Think Twice Before Parking

496. Join me in inspiring truly powerful people. Each day I will add a new thought, story or idea to support your quest and mine.

Years ago I consulted with some financial guys. They wanted to know about story. They wanted to know how to tell a better story. Before I could teach them about story I needed to know the story they were currently telling. My friends call me a “circular” thinker so I imagine outside eyes would have seen a brilliant comedy routine: several “linear” financial thinkers trying to squeeze my circular mind through their two-dimensional picture. I knit my brows so many times they were bruised. When I am older I will have deep furrows cut in the field of my forehead from that difficult day.
Although I had to squeeze my thoughts across the chasm I was able to finally grasp their story. Here’s what I learned: Money needs to move to grow.
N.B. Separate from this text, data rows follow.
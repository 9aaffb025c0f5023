//! Free variables of the traced functions.
//!
//! Every name a traced function or method reads without binding it is resolved
//! the way the host would resolve it (closure cell first, then the module
//! globals). Names that resolve to functions, classes, modules or built-ins
//! are part of the translated program, not data; everything else becomes a
//! capture: serialized before launch, passed as an extra kernel parameter and
//! written back after the launch.

use std::collections::HashSet;
use std::slice;

use gpumap_host::{Cell, Interpreter, Value};
use gpumap_ir::{ClosureParam, Registry, Type, TypeBinding};
use snafu::{IntoError, OptionExt};
use tracing::debug;

use crate::codec::{self, TypeMismatchSnafu};
use crate::error::{LayoutSnafu, RegistrySnafu, Result, UnsupportedCaptureSnafu};

#[derive(Debug, Clone, Copy, PartialEq, Eq, strum::Display)]
#[strum(serialize_all = "snake_case")]
pub enum CaptureKind {
    /// `int`, `float` or `bool`; the device sees a pointer to one element.
    Scalar,
    /// A class instance; the device sees a pointer to one element.
    Object,
    /// A list; the device sees a length-prefixed buffer wrapped in `List<T>`.
    Collection,
}

/// Where a captured name lives on the host.
enum Slot {
    Global,
    Cell(Cell),
}

pub struct Capture {
    pub name: String,
    pub ty: Type,
    pub kind: CaptureKind,
    value: Value,
    slot: Slot,
}

impl std::fmt::Debug for Capture {
    fn fmt(&self, f: &mut std::fmt::Formatter<'_>) -> std::fmt::Result {
        f.debug_struct("Capture").field("name", &self.name).field("ty", &self.ty).field("kind", &self.kind).finish()
    }
}

impl Capture {
    pub fn value(&self) -> &Value {
        &self.value
    }

    pub fn closure_param(&self) -> ClosureParam {
        ClosureParam { name: self.name.clone(), ty: self.ty.clone() }
    }

    fn items(&self) -> codec::Result<Vec<Value>> {
        let items = self
            .value
            .as_list()
            .with_context(|| TypeMismatchSnafu { expected: "list", found: self.value.type_name() })?;
        Ok(items.borrow().clone())
    }

    /// Device bytes of the captured value.
    pub fn pack(&self) -> codec::Result<Vec<u8>> {
        match (&self.kind, &self.ty) {
            (CaptureKind::Collection, Type::List(element)) => codec::pack_prefixed(&self.items()?, element),
            _ => codec::pack(slice::from_ref(&self.value), &self.ty),
        }
    }

    /// Rebind the host variable from the device copy in `bytes`.
    pub fn write_back(&self, bytes: &[u8], interp: &Interpreter) -> codec::Result<()> {
        match (&self.kind, &self.ty) {
            (CaptureKind::Collection, Type::List(element)) => {
                let decoded = codec::unpack_prefixed(bytes, element, &self.items()?)?;
                codec::store_into_list(&self.value, decoded)
            }
            (CaptureKind::Object, _) => codec::unpack(bytes, &self.ty, slice::from_ref(&self.value)).map(drop),
            _ => {
                let decoded = codec::unpack(bytes, &self.ty, slice::from_ref(&self.value))?;
                let value = decoded
                    .into_iter()
                    .next()
                    .context(codec::LengthMismatchSnafu { expected: 1usize, actual: 0usize })?;
                match &self.slot {
                    Slot::Global => interp.set_global(&self.name, value),
                    Slot::Cell(cell) => *cell.borrow_mut() = value,
                }
                Ok(())
            }
        }
    }
}

fn resolve(interp: &Interpreter, binding: &TypeBinding, name: &str) -> Option<(Value, Slot)> {
    if let Some((_, cell)) = binding.function.captures.iter().find(|(n, _)| n == name) {
        let value = cell.borrow().clone();
        return Some((value, Slot::Cell(cell.clone())));
    }
    interp.global(name).map(|value| (value, Slot::Global))
}

/// Captures of every traced function and method, in first-use order. Classes found
/// inside captured values are registered in `registry`.
pub fn collect(interp: &Interpreter, bindings: &[TypeBinding], registry: &mut Registry) -> Result<Vec<Capture>> {
    let mut seen = HashSet::new();
    let mut captures = Vec::new();

    for binding in bindings {
        for name in binding.function.def.free_names() {
            if !seen.insert(name.clone()) {
                continue;
            }
            let Some((value, slot)) = resolve(interp, binding, &name) else { continue };
            let kind = match &value {
                Value::Int(_) | Value::Float(_) | Value::Bool(_) => CaptureKind::Scalar,
                Value::Object(_) => CaptureKind::Object,
                Value::List(_) => CaptureKind::Collection,
                Value::Function(_) | Value::Class(_) | Value::Module(_) | Value::Builtin(_) => continue,
                other => return UnsupportedCaptureSnafu { name, type_name: other.type_name() }.fail(),
            };
            let ty = registry.type_of(&value).map_err(|err| match err {
                gpumap_ir::Error::Layout { source } => LayoutSnafu { name: name.clone() }.into_error(source),
                other => RegistrySnafu.into_error(other),
            })?;
            debug!(capture = %name, ty = %ty, %kind, function = %binding.name, "captured free variable");
            captures.push(Capture { name, ty, kind, value, slot });
        }
    }
    Ok(captures)
}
Our entire system is designed to entice the average Joe to “park” their money in a bank or a 401k or an insurance product. Most of us still imagine that our money goes into an impenetrable vault; the money goes into the vault and is safe, secure and the nice banker/broker will pay us a tiny percentage to keep our money parked in their vault. That image is a carefully crafted illusion to make us feel secure and grateful for the return on our parking job.
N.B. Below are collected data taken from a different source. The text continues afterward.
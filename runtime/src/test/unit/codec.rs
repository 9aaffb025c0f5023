use std::rc::Rc;

use gpumap_host::{Class, Value};
use gpumap_ir::{Type, extract};
use test_case::test_case;

use super::{class, field, ints, object};
use crate::codec::{self, CodecError, ListOfLists};

struct Classes {
    inner: Rc<Class>,
    record: Rc<Class>,
}

fn classes() -> Classes {
    Classes { inner: class("Inner"), record: class("Record") }
}

fn record(classes: &Classes, a: i32, x: i32, y: f32, flag: bool) -> Value {
    let inner = object(&classes.inner, vec![("x", Value::Int(x)), ("y", Value::Float(y))]);
    object(&classes.record, vec![("a", Value::Int(a)), ("inner", inner), ("flag", Value::Bool(flag))])
}

fn record_type(value: &Value) -> Type {
    Type::Class(extract(value).unwrap())
}

#[test_case(Type::INT, 4, "i"; "int")]
#[test_case(Type::FLOAT, 4, "f"; "float")]
#[test_case(Type::BOOL, 1, "?"; "bool")]
fn test_scalar_layout(ty: Type, size: usize, format: &str) {
    assert_eq!(codec::size_of(&ty).unwrap(), size);
    assert_eq!(codec::format(&ty).unwrap(), format);
}

#[test]
fn test_class_layout_is_depth_first() {
    let classes = classes();
    let ty = record_type(&record(&classes, 1, 2, 0.5, true));
    assert_eq!(codec::size_of(&ty).unwrap(), 13);
    assert_eq!(codec::format(&ty).unwrap(), "iif?");
}

#[test]
fn test_lists_have_no_element_size() {
    let ty = Type::list_of(Type::INT);
    assert!(matches!(codec::size_of(&ty), Err(CodecError::Unsized { .. })));
    assert!(matches!(codec::format(&ty), Err(CodecError::Unsized { .. })));
}

#[test]
fn test_pack_is_little_endian_and_packed() {
    let classes = classes();
    let value = record(&classes, 1, -2, 1.5, true);
    let bytes = codec::pack(&[value.clone()], &record_type(&value)).unwrap();

    let mut expected = Vec::new();
    expected.extend_from_slice(&1i32.to_le_bytes());
    expected.extend_from_slice(&(-2i32).to_le_bytes());
    expected.extend_from_slice(&1.5f32.to_le_bytes());
    expected.push(1);
    assert_eq!(bytes, expected);
}

#[test]
fn test_pack_rejects_mismatched_values() {
    let result = codec::pack(&[Value::Float(1.0)], &Type::INT);
    assert!(matches!(result, Err(CodecError::TypeMismatch { .. })));

    let classes = classes();
    let full = record(&classes, 1, 2, 0.5, false);
    let ty = record_type(&full);
    let partial = object(&classes.record, vec![("a", Value::Int(1))]);
    match codec::pack(&[partial], &ty) {
        Err(CodecError::MissingField { class, field }) => {
            assert_eq!(class, "Record");
            assert_eq!(field, "inner");
        }
        other => panic!("expected a missing field, got {other:?}"),
    }

    let other = object(&class("Other"), vec![]);
    assert!(matches!(codec::pack(&[other], &ty), Err(CodecError::TypeMismatch { .. })));
}

#[test]
fn test_unpack_rebinds_objects_in_place() {
    let classes = classes();
    let target = record(&classes, 1, 2, 0.5, false);
    let inner = field(&target, "inner");
    let ty = record_type(&target);
    let bytes = codec::pack(&[record(&classes, 10, 20, 2.5, true)], &ty).unwrap();

    let decoded = codec::unpack(&bytes, &ty, &[target.clone()]).unwrap();

    assert!(decoded[0].is_identical(&target));
    assert!(field(&target, "inner").is_identical(&inner));
    assert_eq!(field(&target, "a"), Value::Int(10));
    assert_eq!(field(&target, "inner.x"), Value::Int(20));
    assert_eq!(field(&target, "inner.y"), Value::Float(2.5));
    assert_eq!(field(&target, "flag"), Value::Bool(true));
}

#[test]
fn test_unpack_primitives_are_returned() {
    let bytes = codec::pack(&ints(&[7, 8]), &Type::INT).unwrap();
    let decoded = codec::unpack(&bytes, &Type::INT, &ints(&[0, 0])).unwrap();
    assert_eq!(decoded, ints(&[7, 8]));
}

#[test]
fn test_unpack_checks_length() {
    let result = codec::unpack(&[0; 7], &Type::INT, &ints(&[0, 0]));
    assert!(matches!(result, Err(CodecError::LengthMismatch { expected: 8, actual: 7 })));
}

#[test]
fn test_unpack_new_builds_distinct_objects() {
    let classes = classes();
    let prototype = record(&classes, 0, 0, 0.0, false);
    let ty = record_type(&prototype);
    let sources = [record(&classes, 1, 2, 0.5, true), record(&classes, 3, 4, 1.5, false)];
    let bytes = codec::pack(&sources, &ty).unwrap();

    let decoded = codec::unpack_new(&bytes, &ty, &prototype, 2).unwrap();

    assert_eq!(decoded.len(), 2);
    assert!(!decoded[0].is_identical(&prototype));
    assert!(!field(&decoded[0], "inner").is_identical(&field(&decoded[1], "inner")));
    assert_eq!(field(&decoded[1], "a"), Value::Int(3));
    assert_eq!(field(&decoded[1], "inner.y"), Value::Float(1.5));
    assert_eq!(field(&prototype, "a"), Value::Int(0));
}

#[test]
fn test_prefixed_collection() {
    let bytes = codec::pack_prefixed(&ints(&[5, 6, 7]), &Type::INT).unwrap();
    assert_eq!(&bytes[..4], &3i32.to_le_bytes());
    assert_eq!(bytes.len(), 16);

    let decoded = codec::unpack_prefixed(&bytes, &Type::INT, &ints(&[0, 0, 0])).unwrap();
    assert_eq!(decoded, ints(&[5, 6, 7]));

    let result = codec::unpack_prefixed(&bytes, &Type::INT, &ints(&[0, 0]));
    assert!(matches!(result, Err(CodecError::CountMismatch { declared: 3, expected: 2 })));
}

#[test]
fn test_store_into_list() {
    let list = Value::list(ints(&[1, 2]));
    codec::store_into_list(&list, ints(&[3, 4])).unwrap();
    assert_eq!(list, Value::list(ints(&[3, 4])));

    let result = codec::store_into_list(&list, ints(&[1]));
    assert!(matches!(result, Err(CodecError::LengthMismatch { .. })));
}

#[test]
fn test_list_of_lists_layout() {
    let lists = vec![Value::list(ints(&[1, 2])), Value::list(ints(&[3, 4]))];
    let layout = ListOfLists::new(Type::INT, &lists).unwrap();
    assert_eq!(layout.inner_length(), 2);
    assert_eq!(layout.size(2).unwrap(), 20);

    let bytes = layout.pack(&lists).unwrap();
    let words: Vec<i32> = bytes.chunks(4).map(|c| i32::from_le_bytes([c[0], c[1], c[2], c[3]])).collect();
    assert_eq!(words, vec![2, 1, 2, 3, 4]);
}

#[test]
fn test_list_of_lists_unpack_in_place() {
    let lists = vec![Value::list(ints(&[1, 2])), Value::list(ints(&[3, 4]))];
    let layout = ListOfLists::new(Type::INT, &lists).unwrap();
    let updated = vec![Value::list(ints(&[10, 20])), Value::list(ints(&[30, 40]))];
    let bytes = layout.pack(&updated).unwrap();

    layout.unpack(&bytes, &lists).unwrap();

    assert_eq!(lists[0], Value::list(ints(&[10, 20])));
    assert_eq!(lists[1], Value::list(ints(&[30, 40])));
}

#[test]
fn test_ragged_lists_are_rejected() {
    let lists = vec![Value::list(ints(&[1, 2])), Value::list(ints(&[3]))];
    match ListOfLists::new(Type::INT, &lists) {
        Err(CodecError::Ragged { index, expected, actual }) => assert_eq!((index, expected, actual), (1, 2, 1)),
        other => panic!("expected ragged lists, got {other:?}"),
    }
}

#[test]
fn test_list_of_lists_requires_lists() {
    let result = ListOfLists::new(Type::INT, &[Value::Int(1)]);
    assert!(matches!(result, Err(CodecError::TypeMismatch { .. })));
}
Their job is to make the money move. And they make it move a lot. There isn’t a vault, there is no parking lot; there’s a racetrack. They make the money make lots and lots of money because it never sits still. They will make your money grow 7 to 10 times larger than the amount you parked in their lot-illusion. But wait, there’s more: even it they lose the money they have a fail-safe built into the program; it’s not their money being lost, it’s yours. They were very serious when they said to me, “You never work with your own money.”

Here’s the core of their story, the story beneath the story. It is finance 101: their job is to keep you and me on one side of the debt line (we pay the interest) with them on the other side of the debt line (they receive the interest). They need to create debt for us to pay (think credit card, mortgage, student loan). As they said, “Debt is not a bad thing, it just depends upon which side of the debt you are standing.” That’s why crashes like the 2008 disaster made money, lots and lots of money for some well positioned financial guys: They created lots of good debt and it wasn’t their life savings that they gambled away. They play a game in which they win either way and, in the story they told me, are careful not to consider the consequences for others.

I was not much help that day. I couldn’t get over the notion that it was not a better story that they needed but a better intention, perhaps a bigger conscience, or maybe even a better understanding of the word community.